Nathan Clark, Ph.D.
|Ph.D. in Genome Sciences at University of Washington, Seattle
3501 Fifth Avenue
Efforts to understand genes and genomes are greatly enhanced by evolutionary analyses. In our group we combine evolutionary inference with direct experiments to determine the relationships between genes and to reveal the genetic changes underlying adaptation between species. Current projects are: (1) We seek to identify coevolutionary signatures between genes that function in a common pathway or complex. We then exploit these signatures to infer new genetic interactions and reveal deeper relationships between entire genetic pathways. To date we have performed genome-wide coevolution studies in yeasts and in Drosophila species, in both cases providing novel functional insight.
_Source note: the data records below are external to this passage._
//! File transfer over the multiplexed channel
//!
//! A transfer is one `file-metadata` envelope followed by `file-chunk`
//! headers, each paired with a binary frame of at most the configured chunk
//! size. [`FileSender`] produces that sequence, [`Reassembler`] rebuilds it
//! strictly in order, and [`FileTransfers`] ties both to a [`Multiplexer`].
//!
//! [`Multiplexer`]: crate::channels::Multiplexer

mod reassembly;
mod registry;
mod sender;

pub use reassembly::{ChunkOutcome, Reassembler};
pub use registry::{FileTransfers, TransferEvent};
pub use sender::FileSender;

use crate::channels::messages::FileMetadata;
use serde::Serialize;

/// MIME type used when the caller supplies none
pub const DEFAULT_MIME_TYPE: &str = "application/octet-stream";

/// Lifecycle of one transfer
#[derive(Debug, Clone, Copy, PartialEq, Eq, Serialize)]
#[serde(rename_all = "lowercase")]
pub enum TransferStatus {
    /// Chunks still flowing (in either direction)
    Uploading,
    Completed,
    Error,
}

#[derive(Debug, Clone, Copy, PartialEq, Eq, Serialize)]
#[serde(rename_all = "lowercase")]
pub enum TransferDirection {
    Sending,
    Receiving,
}

/// Progress record of one transfer
#[derive(Debug, Clone, PartialEq, Eq, Serialize)]
#[serde(rename_all = "camelCase")]
pub struct TransferRecord {
    pub id: String,
    pub name: String,
    pub size: u64,
    pub mime_type: String,
    /// Unknown on the receiving side until the metadata or first chunk says
    pub total_chunks: Option<u64>,
    pub chunks_done: u64,
    /// Bytes sent or received so far; never decreases
    pub byte_count: u64,
    pub status: TransferStatus,
    pub direction: TransferDirection,
    /// Why the transfer ended in `Error`
    #[serde(skip_serializing_if = "Option::is_none")]
    pub error: Option<String>,
}

impl TransferRecord {
    fn new(metadata: &FileMetadata, direction: TransferDirection) -> Self {
        Self {
            id: metadata.id.clone(),
            name: metadata.name.clone(),
            size: metadata.size,
            mime_type: metadata.mime_type.clone(),
            total_chunks: metadata.total_chunks,
            chunks_done: 0,
            byte_count: 0,
            status: TransferStatus::Uploading,
            direction,
            error: None,
        }
    }

    /// Fraction of bytes done, in `0.0..=1.0`
    pub fn progress(&self) -> f64 {
        if self.size == 0 {
            return if self.status == TransferStatus::Completed { 1.0 } else { 0.0 };
        }
        self.byte_count as f64 / self.size as f64
    }

    pub fn is_finished(&self) -> bool {
        self.status != TransferStatus::Uploading
    }

    fn fail(&mut self, reason: impl Into<String>) {
        self.status = TransferStatus::Error;
        self.error = Some(reason.into());
    }
}

/// Number of chunks needed for `size` bytes
pub fn chunk_count(size: u64, chunk_size: usize) -> u64 {
    size.div_ceil(chunk_size as u64)
}
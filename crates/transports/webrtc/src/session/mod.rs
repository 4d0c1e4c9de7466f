//! Call sessions: negotiation state and its lifecycle owner
//!
//! [`Negotiator`] runs the offer/answer state machine for one call at a time.
//! [`SessionController`] reads relay events and decides who offers, who
//! answers, and when a session is created.

mod controller;
mod negotiator;

pub use controller::SessionController;
pub use negotiator::Negotiator;

use crate::peer::RemoteMedia;
use serde::Serialize;

/// Negotiation state of the current session
#[derive(Debug, Clone, Copy, PartialEq, Eq, Default, Serialize)]
#[serde(rename_all = "kebab-case")]
pub enum NegotiationState {
    /// Session created (or none yet); nothing sent
    #[default]
    Idle,
    /// Local offer applied and relayed; waiting for the answer
    Offering,
    /// Remote offer answered; waiting for connectivity
    AnswerPending,
    /// Peer connection established
    Connected,
    /// Negotiation or connectivity failed; the session was disposed
    Failed,
    /// Call ended locally
    Closed,
}

impl NegotiationState {
    /// Offer or answer sent, not yet connected
    pub fn is_negotiating(&self) -> bool {
        matches!(self, Self::Offering | Self::AnswerPending)
    }

    /// No session remains in this state
    pub fn is_terminal(&self) -> bool {
        matches!(self, Self::Failed | Self::Closed)
    }
}

/// What observers see of the session
#[derive(Debug, Clone, Default, PartialEq, Eq)]
pub struct SessionSnapshot {
    pub state: NegotiationState,
    /// True while the peer connection is up
    pub call_active: bool,
    /// Last remote media track announced, reset when the call ends
    pub remote_media: Option<RemoteMedia>,
}

#[cfg(test)]
mod tests {
    use super::*;

    #[test]
    fn test_state_classification() {
        assert!(NegotiationState::Offering.is_negotiating());
        assert!(NegotiationState::AnswerPending.is_negotiating());
        assert!(!NegotiationState::Connected.is_negotiating());
        assert!(NegotiationState::Failed.is_terminal());
        assert!(NegotiationState::Closed.is_terminal());
        assert!(!NegotiationState::Idle.is_terminal());
    }

    #[test]
    fn test_default_snapshot_is_idle() {
        let snapshot = SessionSnapshot::default();
        assert_eq!(snapshot.state, NegotiationState::Idle);
        assert!(!snapshot.call_active);
        assert!(snapshot.remote_media.is_none());
    }
}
We will now compare and contrast these results with the coevolution found within mammalian species. (2) We create and resolve genetic incompatibilities through transgenic experiments in baker’s yeast (Saccharomyces cerevisiae). By mutating a select few amino acids or substituting an entire protein complex from one species for that of another, we follow the effects of co-evolved amino acid changes via phenotypic and physical interaction assays. (3) We study the adaptive evolution of proteins involved in sexual reproduction and how their divergence contributes to reproductive incompatibilities between individuals. We identify historical cases of adaptive evolution in sperm and egg proteins to explore their changing molecular interactions and to determine the driving forces behind their adaptive evolution.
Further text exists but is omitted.